Contexte[modifier | modifier le code]

Début 1972, le journal Le Canard enchaîné dévoile les feuilles d'impôt du Premier ministre Jacques Chaban-Delmas. Le ministre de l'Intérieur, Raymond Marcellin, demande aux Renseignements généraux d'effectuer une enquête approfondie sur le Canard et de débusquer ses taupes. Les mois d'enquête des RG ne donnent aucun résultat, et la note de cent cinquante pages écrite par le service à la destination du ministre ne révèle rien d'intéressant. Crispé par l'échec de l'opération, Marcellin demande à l'autre service de renseignement intérieur, la DST, de reprendre l'enquête à zéro[1].
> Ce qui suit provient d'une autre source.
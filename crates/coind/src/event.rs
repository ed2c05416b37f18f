//! Events flowing into the dispatch task and their routing.
//!
//! Every OpenFlow connection, control-socket connection and timer is its
//! own task. They only post [`CoinEvent`]s; the single dispatch task owning
//! the controller state handles them one at a time.
//!
//! Switch-side happenings the registry reports are [`Notification`]s. Each
//! component declares the [`EventKind`]s it subscribes to and the
//! [`Dispatcher`] hands a notification only to the subscribed components.

use bytes::Bytes;
use coin_openflow::{PacketIn, PortReason};
use serde_json::Value;
use std::collections::BTreeMap;
use tokio::sync::{mpsc, oneshot};
use tracing::debug;

use crate::scheduler::ProbeTask;

/// Identifier of one OpenFlow connection.
pub type SessionId = u64;

/// Reply channel of a control request; `None` means "no reply".
pub type ControlReply = oneshot::Sender<Option<Value>>;

/// Input of the dispatch task.
#[derive(Debug)]
pub enum CoinEvent {
    /// A switch connected; frames for it go to `outbound`
    SessionOpened {
        session: SessionId,
        outbound: mpsc::UnboundedSender<Bytes>,
    },
    /// One complete frame from a switch
    SessionFrame { session: SessionId, frame: Bytes },
    /// The transport of a switch went away
    SessionClosed { session: SessionId },
    /// A JSON request from the control socket
    Control { request: Value, reply: ControlReply },
    /// A probe whose delay elapsed
    Probe(ProbeTask),
    /// Periodic liveness check
    EchoTick,
    Shutdown,
}

/// Sender half of the dispatch channel.
pub type EventSender = mpsc::UnboundedSender<CoinEvent>;

/// Receiver half of the dispatch channel.
pub type EventReceiver = mpsc::UnboundedReceiver<CoinEvent>;

pub fn channel() -> (EventSender, EventReceiver) {
    mpsc::unbounded_channel()
}

/// Kinds of switch notifications.
#[derive(Debug, Clone, Copy, PartialEq, Eq, PartialOrd, Ord, Hash)]
pub enum EventKind {
    FeaturesReceived,
    PortStatusChanged,
    SwitchLeft,
    PacketIn,
}

/// Something the registry observed on a session.
#[derive(Debug, Clone, PartialEq, Eq)]
pub enum Notification {
    /// FEATURES_REPLY processed; the port set was replaced
    FeaturesReceived { session: SessionId, datapath_id: u64 },
    /// PORT_STATUS applied
    PortStatusChanged {
        session: SessionId,
        reason: PortReason,
        port_no: u16,
    },
    /// Session closed after its features were known
    SwitchLeft { session: SessionId, datapath_id: u64 },
    PacketIn { session: SessionId, packet: PacketIn },
}

impl Notification {
    pub fn kind(&self) -> EventKind {
        match self {
            Notification::FeaturesReceived { .. } => EventKind::FeaturesReceived,
            Notification::PortStatusChanged { .. } => EventKind::PortStatusChanged,
            Notification::SwitchLeft { .. } => EventKind::SwitchLeft,
            Notification::PacketIn { .. } => EventKind::PacketIn,
        }
    }

    pub fn session(&self) -> SessionId {
        match self {
            Notification::FeaturesReceived { session, .. }
            | Notification::PortStatusChanged { session, .. }
            | Notification::SwitchLeft { session, .. }
            | Notification::PacketIn { session, .. } => *session,
        }
    }

    /// True for notifications that change what is known about a switch.
    pub fn is_state_change(&self) -> bool {
        matches!(
            self.kind(),
            EventKind::FeaturesReceived | EventKind::PortStatusChanged | EventKind::SwitchLeft
        )
    }
}

/// Components that consume notifications.
#[derive(Debug, Clone, Copy, PartialEq, Eq, PartialOrd, Ord, Hash)]
pub enum ComponentId {
    /// Mirrors switch snapshots into the shared store
    FeatureCache,
    DefaultPolicy,
    Bonding,
    Nat,
}

/// Routes notification kinds to subscribed components.
///
/// Components are returned in registration order.
#[derive(Debug, Default)]
pub struct Dispatcher {
    routes: BTreeMap<EventKind, Vec<ComponentId>>,
}

impl Dispatcher {
    pub fn new() -> Self {
        Self::default()
    }

    /// Subscribes `component` to `kinds`. Subscribing twice is a no-op.
    pub fn register(&mut self, component: ComponentId, kinds: &[EventKind]) {
        debug!(?component, ?kinds, "Registering component");
        for kind in kinds {
            let targets = self.routes.entry(*kind).or_default();
            if !targets.contains(&component) {
                targets.push(component);
            }
        }
    }

    pub fn targets(&self, kind: EventKind) -> &[ComponentId] {
        self.routes.get(&kind).map(Vec::as_slice).unwrap_or(&[])
    }

    pub fn is_subscribed(&self, component: ComponentId, kind: EventKind) -> bool {
        self.targets(kind).contains(&component)
    }
}

#[cfg(test)]
mod tests {
    use super::*;
    use pretty_assertions::assert_eq;

    #[test]
    fn test_dispatcher_routes_in_registration_order() {
        let mut dispatcher = Dispatcher::new();
        dispatcher.register(
            ComponentId::FeatureCache,
            &[EventKind::FeaturesReceived, EventKind::SwitchLeft],
        );
        dispatcher.register(ComponentId::DefaultPolicy, &[EventKind::FeaturesReceived]);
        dispatcher.register(ComponentId::DefaultPolicy, &[EventKind::FeaturesReceived]);

        assert_eq!(
            dispatcher.targets(EventKind::FeaturesReceived),
            &[ComponentId::FeatureCache, ComponentId::DefaultPolicy]
        );
        assert_eq!(
            dispatcher.targets(EventKind::SwitchLeft),
            &[ComponentId::FeatureCache]
        );
        assert!(dispatcher.targets(EventKind::PacketIn).is_empty());
        assert!(!dispatcher.is_subscribed(ComponentId::Nat, EventKind::PacketIn));
    }

    #[test]
    fn test_notification_kind() {
        let left = Notification::SwitchLeft {
            session: 3,
            datapath_id: 1,
        };
        assert_eq!(left.kind(), EventKind::SwitchLeft);
        assert_eq!(left.session(), 3);
        assert!(left.is_state_change());
    }
}
/// Display list produced by head/tail truncation.
#[derive(Debug, PartialEq, Eq)]
pub struct Window {
    pub lines: Vec<String>,
    /// Whether a skip marker replaced the middle of the sequence.
    pub truncated: bool,
}

/// Keep the first `head` and last `tail` messages, collapsing everything in
/// between into a single `... (N messages skipped) ...` marker.
///
/// Sequences no longer than `head + tail` come back unchanged, so the two
/// windows can never overlap.
pub fn head_tail(messages: &[String], head: usize, tail: usize) -> Window {
    let total = messages.len();
    if total <= head + tail {
        return Window {
            lines: messages.to_vec(),
            truncated: false,
        };
    }
    let skipped = total - head - tail;
    let mut lines = Vec::with_capacity(head + tail + 1);
    lines.extend_from_slice(&messages[..head]);
    lines.push(format!("... ({skipped} messages skipped) ..."));
    lines.extend_from_slice(&messages[total - tail..]);
    Window {
        lines,
        truncated: true,
    }
}
//! Opt-in diagnostics on stderr.
//!
//! The hook runs silently: nothing is emitted unless `SESSION_MEMORY_LOG`
//! holds an `EnvFilter` directive such as `debug` or `session_memory=trace`.

use tracing_subscriber::EnvFilter;

pub const LOG_ENV: &str = "SESSION_MEMORY_LOG";

/// Install the stderr subscriber. Safe to call more than once; later calls
/// are no-ops.
pub fn init() {
    let filter = EnvFilter::try_from_env(LOG_ENV).unwrap_or_else(|_| EnvFilter::new("off"));
    let _ = tracing_subscriber::fmt()
        .with_env_filter(filter)
        .with_writer(std::io::stderr)
        .with_ansi(false)
        .with_target(false)
        .try_init();
}
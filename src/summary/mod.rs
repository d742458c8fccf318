use crate::activity::SessionActivity;
use crate::preferences::Limits;
use crate::window::head_tail;
use chrono::{DateTime, TimeZone};
use minijinja::{context, Environment};
use serde::Serialize;
use std::fmt;
use std::path::Path;

/// The report layout. Blocks are trimmed (`trim_blocks`/`lstrip_blocks`),
/// so every emitted line comes from a literal or `{{ }}` line below.
const SUMMARY_TEMPLATE: &str = "\
# Last Session Summary

- **Date**: {{ date }}
- **Session**: `{{ session }}...`
- **Messages**: {{ total }}

## Conversation
{% for line in conversation %}
{{ loop.index }}. {{ line }}
{% endfor %}
{% if files %}

## Files Changed
{% for file in files %}
- ({{ file.kind }}) `{{ file.path }}`
{% endfor %}
{% if hidden %}
- ... and {{ hidden }} more files
{% endif %}
{% endif %}
";

const SESSION_ID_CHARS: usize = 8;

// ===================================================================
// Input: everything the renderer needs, gathered by the orchestrator
// ===================================================================

pub struct SummaryInput<'a, Tz: TimeZone> {
    pub transcript_path: &'a Path,
    pub activity: &'a SessionActivity,
    pub generated_at: &'a DateTime<Tz>,
    pub limits: Limits,
}

// ===================================================================
// Error: only template rendering can fail in pure code
// ===================================================================

#[derive(Debug)]
pub enum SummaryError {
    TemplateSyntax(String),
    TemplateRender(String),
}

impl fmt::Display for SummaryError {
    fn fmt(&self, f: &mut fmt::Formatter<'_>) -> fmt::Result {
        match self {
            SummaryError::TemplateSyntax(msg) => write!(f, "template syntax error: {msg}"),
            SummaryError::TemplateRender(msg) => write!(f, "template render error: {msg}"),
        }
    }
}

impl std::error::Error for SummaryError {}

// ===================================================================
// Rendering (pure computation)
// ===================================================================

#[derive(Debug, Serialize, PartialEq, Eq)]
pub struct FileEntry {
    pub kind: &'static str,
    pub path: String,
}

/// Render the summary document. Deterministic for a given input; the only
/// time-dependent field is `generated_at`, which the caller supplies.
pub fn render<Tz>(input: &SummaryInput<'_, Tz>) -> Result<String, SummaryError>
where
    Tz: TimeZone,
    Tz::Offset: fmt::Display,
{
    let activity = input.activity;
    let limits = input.limits;

    let window = head_tail(&activity.user_messages, limits.head, limits.tail);
    let conversation: Vec<String> = window
        .lines
        .iter()
        .map(|m| display_line(m, limits.max_line_chars))
        .collect();

    let all_files = file_entries(activity);
    let hidden = all_files.len().saturating_sub(limits.max_files);
    let files: Vec<&FileEntry> = all_files.iter().take(limits.max_files).collect();

    let mut env = Environment::new();
    env.set_trim_blocks(true);
    env.set_lstrip_blocks(true);
    env.add_template("summary", SUMMARY_TEMPLATE)
        .map_err(|e| SummaryError::TemplateSyntax(format!("{e:#}")))?;
    let tmpl = env
        .get_template("summary")
        .map_err(|e| SummaryError::TemplateSyntax(format!("{e:#}")))?;
    tmpl.render(context! {
        date => input.generated_at.format("%Y-%m-%d %H:%M").to_string(),
        session => session_id(input.transcript_path),
        total => activity.message_count(),
        conversation,
        files,
        hidden,
    })
    .map_err(|e| SummaryError::TemplateRender(format!("{e:#}")))
}

/// First eight characters of the transcript's file stem.
pub fn session_id(path: &Path) -> String {
    path.file_stem()
        .map(|s| s.to_string_lossy().chars().take(SESSION_ID_CHARS).collect())
        .unwrap_or_default()
}

/// Collapse line breaks and cap to `max` chars, the last three of which
/// become `...` when the message is cut.
fn display_line(msg: &str, max: usize) -> String {
    let clean = msg.replace('\n', " ");
    let clean = clean.trim();
    if clean.chars().count() > max {
        let kept: String = clean.chars().take(max.saturating_sub(3)).collect();
        format!("{kept}...")
    } else {
        clean.to_string()
    }
}

/// Edits first, then creations, each sorted by path.
fn file_entries(activity: &SessionActivity) -> Vec<FileEntry> {
    let mut edited: Vec<&String> = activity.files_edited.iter().collect();
    let mut created: Vec<&String> = activity.files_created.iter().collect();
    edited.sort();
    created.sort();
    edited
        .into_iter()
        .map(|p| FileEntry { kind: "edit", path: p.clone() })
        .chain(created.into_iter().map(|p| FileEntry { kind: "new", path: p.clone() }))
        .collect()
}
Historique[modifier | modifier le code]

Le soir du vers 22 h 15, André Escaro, dessinateur et administrateur du Canard enchaîné, sort d'un cinéma et vient récupérer sa voiture garée non loin du 173, rue Saint-Honoré[2]. C'est ainsi qu'il passe par hasard devant les locaux où l'hebdomadaire doit s'installer après la fin des travaux. Il y aperçoit de la lumière. Devant l'entrée, il surprend deux faux agents de la paix en uniforme (mais de vrais policiers) munis de talkies-walkies et au troisième étage deux « plombiers » en pleins travaux... Ceux-ci sont en réalité des agents de la DST occupés à installer des mouchards dans les bureaux afin, par exemple, d'identifier les personnes communiquant des informations sensibles au Canard enchaîné[3]. Escaro aperçoit ainsi des lames de plancher soulevées, des câbles et des boîtiers électriques, du matériel qui n'a rien à voir avec la plomberie, installé par le groupe sonar de la DST alors que le groupe fontaine s'est chargé de serrures pour l’ouverture et la fermeture des portes. L'opération aurait dû être menée par le Service de documentation extérieure et de contre-espionnage (SDECE) mais l'affaire Marković qui avait échaudé Georges Pompidou l'avait conduit à faire le ménage au SDECE et Pompidou pensait que des informateurs du Canard étaient des agents du SDECE[4].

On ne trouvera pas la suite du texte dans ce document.